Знаете, в чем слабость любого, даже самого хитрого, метода атрибуции? В разрозненных данных.
Современный человек взаимодействует с вами с десятка устройств: видит рекламу на рабочем ноутбуке (один cookie-файл), потом заходит на сайт с телефона (второй cookie), подписывается на рассылку (третий идентификатор, email) и, наконец, покупает в офлайн-точке по номеру телефона (четвертый идентификатор).
Для большинства систем аналитики это четыре разных человека. Любая модель атрибуции будет анализировать лишь обрывки их пути, что приведет к абсолютно неверным выводам. Весь эффект атрибуции будет искажен.

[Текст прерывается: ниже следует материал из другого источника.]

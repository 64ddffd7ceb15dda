//! Outbound application events.
//!
//! The [`NodeService`](super::service::NodeService) and the control loop
//! emit these through the [`EventSink`](super::ports::EventSink) port.
//! Adapters on the other side decide what to do with them: log to
//! serial or collect them in tests.

use core::fmt::Write;

use crate::control::arbitration::ControlMode;
use crate::error::ActuatorError;

/// Maximum length of the telemetry notification.
pub const TELEMETRY_PAYLOAD_LEN: usize = 32;

/// Which half of the sensor snapshot was unavailable.
#[derive(Debug, Clone, Copy, PartialEq, Eq)]
pub enum SensorBranch {
    Climate,
    Distance,
}

/// Structured events emitted by the application core.
#[derive(Debug, Clone, PartialEq)]
pub enum AppEvent {
    /// The service parked the actuators and is ready.
    Started { angle: i16 },

    /// Control mode changed (command received or override expired).
    ModeChanged { from: ControlMode, to: ControlMode },

    /// A servo directive reached the hardware.
    ServoMoved {
        from: i16,
        to: i16,
        source: ControlMode,
    },

    /// A servo directive was outside [-90, 90] and never reached hardware.
    DirectiveDropped { angle: i16 },

    /// The servo write failed; the held angle is unchanged and the move is
    /// retried on the next evaluation.
    ServoFault { angle: i16, error: ActuatorError },

    /// The buzzer was switched on or off.
    BuzzerChanged(bool),

    /// A control write did not start with a known command byte.
    CommandIgnored { prefix: Option<u8> },

    /// A sensor branch was skipped this tick because its read failed.
    SensorSkipped(SensorBranch),

    /// A peer connected to the remote link.
    PeerConnected(u16),

    /// The peer went away; advertising was re-armed.
    PeerDisconnected,

    /// Per-tick sensor summary (only when the climate read succeeded).
    Telemetry(TelemetryData),

    /// Safe-shutdown directives were applied.
    Shutdown,
}

/// A point-in-time telemetry snapshot suitable for logging or transmission.
#[derive(Debug, Clone, Copy, PartialEq)]
pub struct TelemetryData {
    pub temperature_c: f32,
    pub humidity_pct: f32,
    pub distance_cm: Option<f32>,
    pub mode: ControlMode,
    pub servo_angle: i16,
    pub buzzer_on: bool,
}

impl TelemetryData {
    /// Human-readable summary pushed to the connected peer:
    /// `T:{temperature:.1}C H:{humidity:.1}%`.
    pub fn link_payload(&self) -> heapless::String<TELEMETRY_PAYLOAD_LEN> {
        let mut s = heapless::String::new();
        // Cannot overflow: two bounded floats plus 8 fixed characters.
        let _ = write!(s, "T:{:.1}C H:{:.1}%", self.temperature_c, self.humidity_pct);
        s
    }
}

Выход - собрать все эти осколки в единый профиль клиента 360°, который объединит все идентификаторы в одну непрерывную историю. Эту задачу как раз и решают CDP (Customer Data Platform).

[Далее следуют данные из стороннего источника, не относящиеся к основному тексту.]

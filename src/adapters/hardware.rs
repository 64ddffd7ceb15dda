//! Hardware adapter: bridges real peripherals to domain port traits.
//!
//! Owns the [`SensorHub`] and both actuator drivers, exposing them
//! through [`SensorPort`] and [`ActuatorPort`].  Driver errors are passed
//! up unchanged; the service decides what a failed write means.  On
//! non-espidf targets, the underlying drivers use cfg-gated simulation stubs.

use crate::app::ports::{ActuatorPort, SensorPort};
use crate::control::arbitration::ServoAngle;
use crate::control::context::SensorSnapshot;
use crate::drivers::buzzer::BuzzerDriver;
use crate::drivers::servo::ServoDriver;
use crate::error::ActuatorError;
use crate::sensors::{ClimateSensor, DistanceSensor, SensorHub};

/// Concrete adapter that combines all hardware behind port traits.
pub struct HardwareAdapter<D, C> {
    sensor_hub: SensorHub<D, C>,
    servo: ServoDriver,
    buzzer: BuzzerDriver,
}

impl<D, C> HardwareAdapter<D, C> {
    pub fn new(sensor_hub: SensorHub<D, C>, servo: ServoDriver, buzzer: BuzzerDriver) -> Self {
        Self {
            sensor_hub,
            servo,
            buzzer,
        }
    }

    pub fn servo(&self) -> &ServoDriver {
        &self.servo
    }

    pub fn buzzer(&self) -> &BuzzerDriver {
        &self.buzzer
    }
}

// ── SensorPort implementation ─────────────────────────────────

impl<D: DistanceSensor, C: ClimateSensor> SensorPort for HardwareAdapter<D, C> {
    fn read_all(&mut self) -> SensorSnapshot {
        self.sensor_hub.read_all()
    }
}

// ── ActuatorPort implementation ───────────────────────────────

impl<D, C> ActuatorPort for HardwareAdapter<D, C> {
    fn set_servo_angle(&mut self, angle: ServoAngle) -> Result<(), ActuatorError> {
        self.servo.set_angle(angle)
    }

    fn set_buzzer(&mut self, on: bool) {
        self.buzzer.set(on);
    }
}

Например, платформа клиентских данных
CleverData Join решает эту задачу с помощью технологии IDGraph. Сама платформа собирает данные из всех ваших онлайн- и офлайн-источников (сайт, мобильное приложение, CRM, колл-трекинг, данные карт лояльности, ритейл-системы, ML-модели) с помощью гибких инструментов интеграции, таких как API,
Tag Manager и файловые адаптеры. Затем, когда данные поступают в систему, процесс IDGraph анализирует их, сопоставляет идентификаторы и выполняет «склейку» — объединяет разрозненные сведения в один целостный портрет клиента.
Пример атрибуции на основе единого профиля:
- Сбор данных. Пользователь кликает по рекламе VK (собирается cookie).
- Идентификация. На сайте он оставляет свой email. IDGraph тут же связывает этот cookie и email.
- Обогащение. Позже он покупает в офлайн-магазине, назвав свой номер телефона. Модуль IDGraph добавляет телефон и историю покупок в тот же самый профиль.
В итоге мы получаем полную картину. Только на таких данных атрибуционное моделирование становится по-настоящему точным. Вы вдруг сможете увидеть, что реклама в VK не «сожгла бюджет», а привела клиента, который через полгода стал вашим главным лидом.